Brasilien, 1956: Der Biologe Dr. Kerr macht ein heikles Experiment. Denn er kreuzt europäische Honigbienen mit einer mit einer aggressiven afrikanischen Gattung. Das Ergebnis: Fortan schwirren extrem stechfreudige Bienenschwärme durch die Gegend und stoßen sogar ins nördliche Amerika vor. Überall, wo das Bienenvolk auftaucht, gilt es, sich vor den fiesen Viechern in Sicherheit zu bringen...

Mitte der Fünfzigerjahre gab es unzählige B-Filme wie etwa "Formicula" oder "Tarantula", die aus Insekten oder Spinnentieren Monster machten und bestehende Phobien noch verstärkten. So musste auch hier einmal mehr eine Phobie vor stechenden Insekten herhalten, um einen dummen Horror-Streifen zu produzieren.
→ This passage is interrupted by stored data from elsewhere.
//
//  codeship
//  client.rs
//

//! # CodeShip API Client
//!
//! This module provides [`Client`], the process-wide handle holding
//! everything shared between organization-scoped handles: the base URL,
//! default headers, the HTTP transport, the verbose-logging sink, and the
//! cached authentication state.
//!
//! ## Creating a client
//!
//! Use the builder to configure a client. Credentials may be passed
//! explicitly or picked up from the `CODESHIP_USERNAME` and
//! `CODESHIP_PASSWORD` environment variables:
//!
//! ```rust,no_run
//! use std::sync::Arc;
//! use codeship::Client;
//!
//! # fn example() -> codeship::Result<()> {
//! let client = Arc::new(
//!     Client::builder()
//!         .username("shipper")
//!         .password("hunter2")
//!         .build()?,
//! );
//! # Ok(())
//! # }
//! ```
//!
//! ## Authentication
//!
//! The client lazily exchanges its Basic credentials for a bearer token at
//! `POST /auth` the first time a request needs one, and again whenever the
//! cached token expires. Callers never drive this directly; the request
//! pipeline consults [`Client::authentication_required`] before every call.
//!
//! ## Concurrency
//!
//! The authentication state lives behind a `tokio::sync::RwLock`, so reads
//! and the token overwrite are individually safe. Two tasks that both find
//! the token stale will both re-authenticate and the last writer wins; the
//! client does not serialize whole calls.

use std::fmt;
use std::sync::Arc;

use chrono::Utc;
use reqwest::header::{HeaderMap, HeaderName, HeaderValue};
use serde::Deserialize;
use tokio::sync::RwLock;
use url::Url;
use uuid::Uuid;

use crate::error::{Error, Result};
use crate::logging::{RequestLogger, TracingLogger};
use crate::organization::{classify_status, Organization};

/// Default base URL for the CodeShip API.
const DEFAULT_BASE_URL: &str = "https://api.codeship.com/v2";

/// Environment variable consulted when no username is configured.
const ENV_USERNAME: &str = "CODESHIP_USERNAME";

/// Environment variable consulted when no password is configured.
const ENV_PASSWORD: &str = "CODESHIP_PASSWORD";

/// The result of a successful `POST /auth` exchange.
///
/// Holds the bearer token, its expiry, and the organizations the
/// authenticated user can act on. Lives only in process memory and is
/// replaced wholesale on every successful re-authentication.
#[derive(Debug, Clone, Deserialize)]
pub struct Authentication {
    /// The bearer token sent with every API request.
    pub access_token: String,

    /// Unix timestamp (seconds) after which the token is stale.
    pub expires_at: i64,

    /// Organizations visible to the authenticated user.
    #[serde(default)]
    pub organizations: Vec<AuthOrganization>,
}

impl Authentication {
    /// Returns `true` when the token is unusable: empty or past expiry.
    pub fn is_expired(&self) -> bool {
        self.access_token.is_empty() || self.expires_at <= Utc::now().timestamp()
    }
}

/// An organization entry from the authentication response.
#[derive(Debug, Clone, Deserialize)]
pub struct AuthOrganization {
    /// Unique identifier of the organization.
    pub uuid: Uuid,

    /// Organization name, as registered with the service.
    pub name: String,

    /// Permission scopes granted to the authenticated user
    /// (e.g. `project.read`, `build.write`).
    #[serde(default)]
    pub scopes: Vec<String>,
}

/// Process-wide configuration and shared state for the CodeShip API.
///
/// A `Client` owns the transport, the default header set, the Basic
/// credentials used to mint bearer tokens, and the cached
/// [`Authentication`] state. Organization handles derived via
/// [`Client::organization`] hold a non-owning reference back to it, so the
/// client must be kept alive (inside an [`Arc`]) for as long as any handle
/// is in use.
///
/// # Example
///
/// ```rust,no_run
/// use std::sync::Arc;
/// use codeship::Client;
///
/// # async fn example() -> codeship::Result<()> {
/// let client = Arc::new(Client::builder().build()?);
/// let org = client.organization("acme").await?;
/// let projects = org.list_projects().await?;
/// # Ok(())
/// # }
/// ```
pub struct Client {
    /// The underlying HTTP transport.
    http: reqwest::Client,
    /// Base URL without a trailing slash, e.g. `https://api.codeship.com/v2`.
    base_url: String,
    /// Default headers copied onto every outgoing request.
    headers: HeaderMap,
    /// Username for the Basic-auth token exchange.
    username: String,
    /// Password for the Basic-auth token exchange.
    password: String,
    /// Whether to dump full requests and responses to the logger.
    verbose: bool,
    /// Sink for verbose dumps.
    logger: Arc<dyn RequestLogger>,
    /// Cached authentication state; `None` until the first successful
    /// token exchange.
    authentication: RwLock<Option<Authentication>>,
}

impl Client {
    /// Returns a builder with default settings.
    pub fn builder() -> ClientBuilder {
        ClientBuilder::default()
    }

    /// Creates a client with explicit credentials and default settings.
    ///
    /// Shorthand for `Client::builder().username(..).password(..).build()`.
    ///
    /// # Errors
    ///
    /// Returns [`Error::Config`] if either credential is empty or the
    /// transport cannot be constructed.
    pub fn new(username: &str, password: &str) -> Result<Self> {
        Self::builder().username(username).password(password).build()
    }

    /// Checks whether a (re-)authentication step is needed.
    ///
    /// Pure read: `true` when no token has been obtained yet or the cached
    /// token is expired. Never triggers network activity.
    pub async fn authentication_required(&self) -> bool {
        match self.authentication.read().await.as_ref() {
            Some(auth) => auth.is_expired(),
            None => true,
        }
    }

    /// Exchanges the Basic credentials for a fresh bearer token.
    ///
    /// Performs `POST /auth` with an empty body and, on success, replaces
    /// the cached [`Authentication`] state. On failure the previous state
    /// is left untouched.
    ///
    /// Most callers never invoke this directly; the request pipeline calls
    /// it whenever [`Client::authentication_required`] reports a stale
    /// token.
    ///
    /// # Errors
    ///
    /// - [`Error::Transport`] if the exchange could not be delivered
    /// - [`Error::InvalidCredentials`] on HTTP 401
    /// - [`Error::InsufficientPermissions`] on HTTP 403
    /// - [`Error::ServerError`] on HTTP 5xx
    /// - [`Error::UnexpectedStatus`] on any other non-success status
    /// - [`Error::Decoding`] if the response JSON is malformed
    pub async fn authenticate(&self) -> Result<()> {
        let url = format!("{}/auth", self.base_url);
        tracing::debug!(target: "codeship::auth", %url, "exchanging credentials for access token");

        let response = self
            .http
            .post(&url)
            .basic_auth(&self.username, Some(&self.password))
            .send()
            .await
            .map_err(Error::Transport)?;

        let status = response.status();
        let body = response.bytes().await.map_err(Error::BodyRead)?;
        classify_status(status, &body)?;

        let auth: Authentication = serde_json::from_slice(&body).map_err(Error::Decoding)?;
        tracing::debug!(
            target: "codeship::auth",
            organizations = auth.organizations.len(),
            expires_at = auth.expires_at,
            "access token refreshed"
        );

        *self.authentication.write().await = Some(auth);
        Ok(())
    }

    /// Returns a handle scoped to the named organization.
    ///
    /// Authenticates first if required, then looks the name up
    /// (case-insensitively) in the organizations attached to the token.
    /// The returned handle borrows this client weakly: dropping the last
    /// `Arc<Client>` invalidates it.
    ///
    /// # Errors
    ///
    /// Returns [`Error::Authentication`] if the token exchange fails, or
    /// [`Error::OrganizationNotFound`] if the authenticated user cannot
    /// see an organization with this name.
    ///
    /// # Example
    ///
    /// ```rust,no_run
    /// use std::sync::Arc;
    /// use codeship::Client;
    ///
    /// # async fn example() -> codeship::Result<()> {
    /// let client = Arc::new(Client::builder().build()?);
    /// let org = client.organization("acme").await?;
    /// println!("{} ({})", org.name, org.uuid);
    /// # Ok(())
    /// # }
    /// ```
    pub async fn organization(self: &Arc<Self>, name: &str) -> Result<Organization> {
        if self.authentication_required().await {
            self.authenticate()
                .await
                .map_err(|err| Error::Authentication(Box::new(err)))?;
        }

        let authentication = self.authentication.read().await;
        let orgs = authentication
            .as_ref()
            .map(|auth| auth.organizations.as_slice())
            .unwrap_or_default();

        orgs.iter()
            .find(|org| org.name.eq_ignore_ascii_case(name))
            .map(|org| Organization::new(org.uuid, &org.name, &org.scopes, Arc::downgrade(self)))
            .ok_or_else(|| Error::OrganizationNotFound(name.to_string()))
    }

    /// Replaces the default header set shared with every request.
    ///
    /// Only affects requests issued after the call, and requires exclusive
    /// access — set headers up before wrapping the client in an `Arc`. The
    /// `Authorization` header cannot be pinned this way; the pipeline
    /// always overwrites it with the current bearer token.
    pub fn set_default_headers(&mut self, headers: HeaderMap) {
        self.headers = headers;
    }

    /// Returns the currently cached access token, if any.
    ///
    /// Expired tokens are returned as-is; use
    /// [`Client::authentication_required`] to check staleness.
    pub async fn access_token(&self) -> Option<String> {
        self.authentication
            .read()
            .await
            .as_ref()
            .map(|auth| auth.access_token.clone())
    }

    /// The base URL requests are resolved against.
    pub fn base_url(&self) -> &str {
        &self.base_url
    }

    pub(crate) fn http(&self) -> &reqwest::Client {
        &self.http
    }

    pub(crate) fn default_headers(&self) -> &HeaderMap {
        &self.headers
    }

    pub(crate) fn verbose(&self) -> bool {
        self.verbose
    }

    pub(crate) fn logger(&self) -> &dyn RequestLogger {
        self.logger.as_ref()
    }

    #[cfg(test)]
    pub(crate) async fn set_authentication(&self, auth: Option<Authentication>) {
        *self.authentication.write().await = auth;
    }
}

impl fmt::Debug for Client {
    fn fmt(&self, f: &mut fmt::Formatter<'_>) -> fmt::Result {
        // Credentials and token stay out of debug output.
        f.debug_struct("Client")
            .field("base_url", &self.base_url)
            .field("username", &self.username)
            .field("verbose", &self.verbose)
            .finish_non_exhaustive()
    }
}

/// Builder for [`Client`].
///
/// All settings are optional; an entirely default build targets the public
/// CodeShip API and reads credentials from the environment.
///
/// # Example
///
/// ```rust,no_run
/// use codeship::Client;
/// use reqwest::header::{HeaderName, HeaderValue};
///
/// # fn example() -> codeship::Result<()> {
/// let client = Client::builder()
///     .username("shipper")
///     .password("hunter2")
///     .header(
///         HeaderName::from_static("x-request-source"),
///         HeaderValue::from_static("nightly-sync"),
///     )
///     .verbose(true)
///     .build()?;
/// # Ok(())
/// # }
/// ```
pub struct ClientBuilder {
    username: Option<String>,
    password: Option<String>,
    base_url: String,
    headers: HeaderMap,
    verbose: bool,
    logger: Arc<dyn RequestLogger>,
    http: Option<reqwest::Client>,
}

impl Default for ClientBuilder {
    fn default() -> Self {
        Self {
            username: None,
            password: None,
            base_url: DEFAULT_BASE_URL.to_string(),
            headers: HeaderMap::new(),
            verbose: false,
            logger: Arc::new(TracingLogger),
            http: None,
        }
    }
}

impl ClientBuilder {
    /// Sets the username for the token exchange.
    ///
    /// Falls back to `CODESHIP_USERNAME` when unset.
    pub fn username(mut self, username: &str) -> Self {
        self.username = Some(username.to_string());
        self
    }

    /// Sets the password for the token exchange.
    ///
    /// Falls back to `CODESHIP_PASSWORD` when unset.
    pub fn password(mut self, password: &str) -> Self {
        self.password = Some(password.to_string());
        self
    }

    /// Overrides the API base URL.
    ///
    /// Useful for testing against a mock server or a proxy. A trailing
    /// slash is stripped.
    pub fn base_url(mut self, base_url: &str) -> Self {
        self.base_url = base_url.trim_end_matches('/').to_string();
        self
    }

    /// Adds a default header sent with every request.
    ///
    /// `Authorization` set here is overwritten by the pipeline on every
    /// request; a `Content-Type` set here takes precedence over the
    /// default `application/json`.
    pub fn header(mut self, name: HeaderName, value: HeaderValue) -> Self {
        self.headers.insert(name, value);
        self
    }

    /// Replaces the entire default header set.
    pub fn default_headers(mut self, headers: HeaderMap) -> Self {
        self.headers = headers;
        self
    }

    /// Enables full request/response dumps to the logging sink.
    pub fn verbose(mut self, verbose: bool) -> Self {
        self.verbose = verbose;
        self
    }

    /// Replaces the logging sink used for verbose dumps.
    pub fn logger(mut self, logger: Arc<dyn RequestLogger>) -> Self {
        self.logger = logger;
        self
    }

    /// Supplies a pre-configured transport.
    ///
    /// Timeouts, proxies and pooling are transport concerns; configure
    /// them on the `reqwest::Client` passed here.
    pub fn http_client(mut self, http: reqwest::Client) -> Self {
        self.http = Some(http);
        self
    }

    /// Validates the configuration and constructs the client.
    ///
    /// # Errors
    ///
    /// Returns [`Error::Config`] when no username or password is available
    /// (neither set explicitly nor via the environment), when the base URL
    /// does not parse, or when the default transport cannot be built.
    pub fn build(self) -> Result<Client> {
        let username = self
            .username
            .or_else(|| std::env::var(ENV_USERNAME).ok())
            .filter(|u| !u.is_empty())
            .ok_or_else(|| Error::Config("missing username".to_string()))?;
        let password = self
            .password
            .or_else(|| std::env::var(ENV_PASSWORD).ok())
            .filter(|p| !p.is_empty())
            .ok_or_else(|| Error::Config("missing password".to_string()))?;

        Url::parse(&self.base_url)
            .map_err(|err| Error::Config(format!("invalid base URL '{}': {err}", self.base_url)))?;

        let http = match self.http {
            Some(http) => http,
            None => reqwest::Client::builder()
                .user_agent(format!("codeship-rs/{}", crate::VERSION))
                .build()
                .map_err(|err| Error::Config(format!("could not build HTTP client: {err}")))?,
        };

        Ok(Client {
            http,
            base_url: self.base_url,
            headers: self.headers,
            username,
            password,
            verbose: self.verbose,
            logger: self.logger,
            authentication: RwLock::new(None),
        })
    }
}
Bruce Geller, vornehmlich als Produzent tätig, hat außer diversen TV-Serien nur noch die Gangsterfilm-Persiflage "Harry mit den langen Fingern" (1973) gedreht. Hauptdarsteller Ben Johnson war einst Rodeo-Reiter, der von Altmeister John Ford entdeckt wurde. Ford gab ihm zunächst mehrere Stuntman-Jobs, später dann auch tragende Rollen. Horst Buchholz gehört Mitte der Siebziger nicht gerade zu den gefragtesten Darstellern. Deshalb nahm er wohl auch derlei Rollen an. Auch wenn in diesem fürs US-Fernsehen produzierten Horrorfilm einige Bienen-Szenen wirklich beängstigende Ausmaße annehmen, retten können sie den Film nicht.